With around 20% of new businesses failing within one year and inflation making entrepreneurship even more difficult, the personal-finance website WalletHub today released its report on 2023’s Best & Worst States to Start a Business.
To determine the most fertile grounds for planting and growing new ventures, WalletHub compared the 50 U.S. states across 27 key indicators of startup success. The data set ranges from financing accessibility to the percentage of residents who are fully vaccinated against COVID-19 and office-space affordability.

It turns out Utah is the best state to start a business in the US, while Alaska ranks at the bottom of the list of best states to start a business.

Best States to Start a Business

Worst States to Start a Business

1. Utah

41. Maryland

2. Florida

42. Virginia

3. Texas

43. North Dakota

4. Colorado

44. Pennsylvania

5. Idaho

45. Wyoming

6. Georgia

46. Rhode Island

7. Arizona

47. New Jersey

8. Nevada

48. West Virginia

9. Oklahoma

49. Connecticut

10. California

50. Alaska


Best vs. Worst


Iowa has the cheapest average annual rent for office space, $12.08 per square foot, which is 2.2 times cheaper than in New York, the state with the most expensive at $26.66 per square foot.

Mississippi has the lowest labor costs (median annual income), $46,511, which is 1.9 times lower than in Maryland, the state with the highest at $87,063.

Massachusetts has the highest share of college-educated population, 44.50 percent, which is 2.1 times higher than in West Virginia, the state with the lowest at 21.30 percent.

Wyoming has the most startups per 100,000 residents, 214.67, which is three times more than in West Virginia, the state with the fewest at 72.20.


States Policies Influence Start-Up Activity


State policies – such as corporate tax rates – influence decisions about whether and where to start a new business to some extent.

According to Donald Bruce, Ph.D. – Director, Boyd Center for Business & Economic Research; Professor, The University of Tennessee, tax rates and other state-level tax policies certainly influence business startup and location decisions, but the latest research suggests that other issues are at least as important. 

“Business owners care more about access to suppliers and markets, transportation and communications infrastructure, amenities like parks and good schools for their employees, and supportive business policies other than taxes,” says Bruce. “No doubt, state tax, and regulatory policies influence new business creation. Lower tax rates, more favorable workplace rules, and reduced licensing and permitting burdens, are examples of policies that would be favorable to business creation.”

That said, many entrepreneurs start new businesses in locations with which they are most familiar and based on other non-financial factors, such as where they live, where their network is strongest, and where the obvious market is. So, placed-based businesses, like retail establishments, may be less impacted by local policies. 

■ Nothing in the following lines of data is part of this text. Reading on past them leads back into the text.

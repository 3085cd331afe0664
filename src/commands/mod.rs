// src/commands/mod.rs
// Declares the command modules and the shared helpers that start or abort flows.

pub mod cancelar;
pub mod consultar;
pub mod help;
pub mod novo;

use crate::AppState;
use crate::flow::FlowKind;
use crate::interactions::util::{Origin, deliver, reply_text, strip_prompt};
use serenity::model::id::ChannelId;
use serenity::prelude::Context;

pub const CANCELLED: &str = "Operação cancelada.";
pub const NOTHING_TO_CANCEL: &str = "Nenhuma operação em andamento.";

/// Starts a capture or report flow for the invoking user, tidying any displaced prompt.
pub(crate) async fn start_flow(ctx: &Context, app_state: &AppState, origin: Origin<'_>, kind: FlowKind) {
    let channel_id = origin.channel_id();
    let started = app_state
        .conversations
        .start(origin.user_id(), channel_id.get(), kind)
        .await;
    if let Some(old) = started.replaced
        && let Some(message_id) = old.prompt_message_id
    {
        strip_prompt(ctx, ChannelId::new(old.channel_id), message_id, CANCELLED).await;
    }
    tracing::info!(target="flow", user_id=origin.user_id(), kind=?kind, "flow started");
    deliver(ctx, app_state, origin, started.replies).await;
}

pub(crate) async fn cancel_flow(ctx: &Context, app_state: &AppState, origin: Origin<'_>) {
    match app_state.conversations.cancel(origin.user_id()).await {
        Some(old) => {
            if let Some(message_id) = old.prompt_message_id {
                strip_prompt(ctx, ChannelId::new(old.channel_id), message_id, CANCELLED).await;
            }
            reply_text(ctx, origin, CANCELLED).await;
        }
        None => reply_text(ctx, origin, NOTHING_TO_CANCEL).await,
    }
}
//! Central hub for persistence: the pool alias, row models, the raw expense queries and the
//! fault-absorbing gateway the conversation flows talk to.

pub mod expenses;
pub mod gateway;
pub mod init;
pub mod models;

pub use gateway::{ExpenseGateway, PgGateway};
pub use init::DbPool;
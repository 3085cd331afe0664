//! Report flow: period → (manual start/end dates) → report type → render.

use super::{Advance, Choice, FlowContext, FlowState, Input, Prompt, Reply, Selection, Tone, Transition};
use crate::constants::SAME_DAY_SENTINEL;
use crate::database::models::DateRange;
use crate::format::parse_date_flexible;
use crate::report::{PeriodShortcut, ReportKind, build_report, manual_label};
use chrono::NaiveDate;

pub const ASK_PERIOD: &str = "**Período da consulta:**";
pub const ASK_START_DATE: &str = "Digite a data inicial (DD/MM/AAAA):";
pub const ASK_END_DATE: &str = "Digite a data final (ou 'ok' para ser igual à inicial):";
pub const INVALID_START_DATE: &str = "Data inválida. Use DD/MM/AAAA.";
pub const INVALID_END_DATE: &str = "Data inválida.";
pub const MANUAL_PERIOD_LABEL: &str = "Outra Data";

#[derive(Debug, Clone, PartialEq, Eq)]
pub enum ReportStep {
    AwaitingPeriodChoice,
    AwaitingStartDateManual,
    AwaitingEndDateManual { start: NaiveDate },
    AwaitingReportType { range: DateRange, label: String },
}

pub fn begin() -> (ReportStep, Vec<Reply>) {
    (
        ReportStep::AwaitingPeriodChoice,
        vec![Reply::Send(period_prompt())],
    )
}

fn stay(step: ReportStep, replies: Vec<Reply>) -> Advance {
    Advance::Moved(Transition::stay(FlowState::Report(step), replies))
}

pub async fn advance(step: ReportStep, input: Input, ctx: &FlowContext<'_>) -> Advance {
    use ReportStep::*;
    match (step, input) {
        (AwaitingPeriodChoice, Input::Select(Selection::Period(shortcut))) => {
            let range = shortcut.resolve(ctx.today);
            let label = shortcut.label().to_string();
            let prompt = report_type_prompt(&label);
            stay(
                AwaitingReportType { range, label: label.clone() },
                vec![Reply::Finalize(format!("Período: {label}")), Reply::Send(prompt)],
            )
        }
        (AwaitingPeriodChoice, Input::Select(Selection::PeriodManual)) => stay(
            AwaitingStartDateManual,
            vec![
                Reply::Finalize("Período: Personalizado".to_string()),
                Reply::send(ASK_START_DATE),
            ],
        ),

        (AwaitingStartDateManual, Input::Text(text)) => match parse_date_flexible(&text) {
            Ok(start) => stay(AwaitingEndDateManual { start }, vec![Reply::send(ASK_END_DATE)]),
            Err(_) => stay(AwaitingStartDateManual, vec![Reply::send(INVALID_START_DATE)]),
        },
        (AwaitingEndDateManual { start }, Input::Text(text)) => {
            let end = if text.trim().eq_ignore_ascii_case(SAME_DAY_SENTINEL) {
                Ok(start)
            } else {
                parse_date_flexible(&text)
            };
            match end {
                // start > end is passed through unchanged; the query then matches nothing.
                Ok(end) => {
                    let range = DateRange::new(start, end);
                    let label = manual_label(range);
                    let prompt = report_type_prompt(&label);
                    stay(AwaitingReportType { range, label }, vec![Reply::Send(prompt)])
                }
                Err(_) => stay(
                    AwaitingEndDateManual { start },
                    vec![Reply::send(INVALID_END_DATE)],
                ),
            }
        }

        (AwaitingReportType { range, .. }, Input::Select(Selection::Report(kind))) => {
            let outcome = build_report(ctx.gateway, ctx.user_id, range, kind).await;
            tracing::debug!(target="flow.report", user_id=ctx.user_id, kind=kind.key(), start=%range.start, end=%range.end, "report rendered");
            Advance::Moved(Transition::done(vec![
                Reply::Finalize(format!("Relatório: {}", kind.label())),
                Reply::send(outcome.into_text()),
            ]))
        }

        (step, _) => Advance::Rejected(FlowState::Report(step)),
    }
}

pub fn period_prompt() -> Prompt {
    let shortcut = |p: PeriodShortcut| Choice::new(Selection::Period(p), p.label(), Tone::Primary);
    Prompt::with_rows(
        ASK_PERIOD,
        vec![
            vec![
                shortcut(PeriodShortcut::Today),
                shortcut(PeriodShortcut::Yesterday),
            ],
            vec![
                shortcut(PeriodShortcut::CurrentMonth),
                shortcut(PeriodShortcut::PreviousMonth),
            ],
            vec![Choice::new(
                Selection::PeriodManual,
                MANUAL_PERIOD_LABEL,
                Tone::Secondary,
            )],
        ],
    )
}

pub fn report_type_prompt(label: &str) -> Prompt {
    Prompt::with_rows(
        format!("🔎 O que deseja ver de **{label}**?"),
        ReportKind::ALL
            .into_iter()
            .map(|k| vec![Choice::new(Selection::Report(k), k.label(), Tone::Primary)])
            .collect(),
    )
}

However, businesses that cater to a geographically broad market would be more likely to ‘shop’ for the optimal location. Further, established businesses looking to expand might expand or relocate entirely based on the relative favorability of the local business climate. Recently, Texas, for example, has been the beneficiary of some significant business relocations based on its business-friendly policies.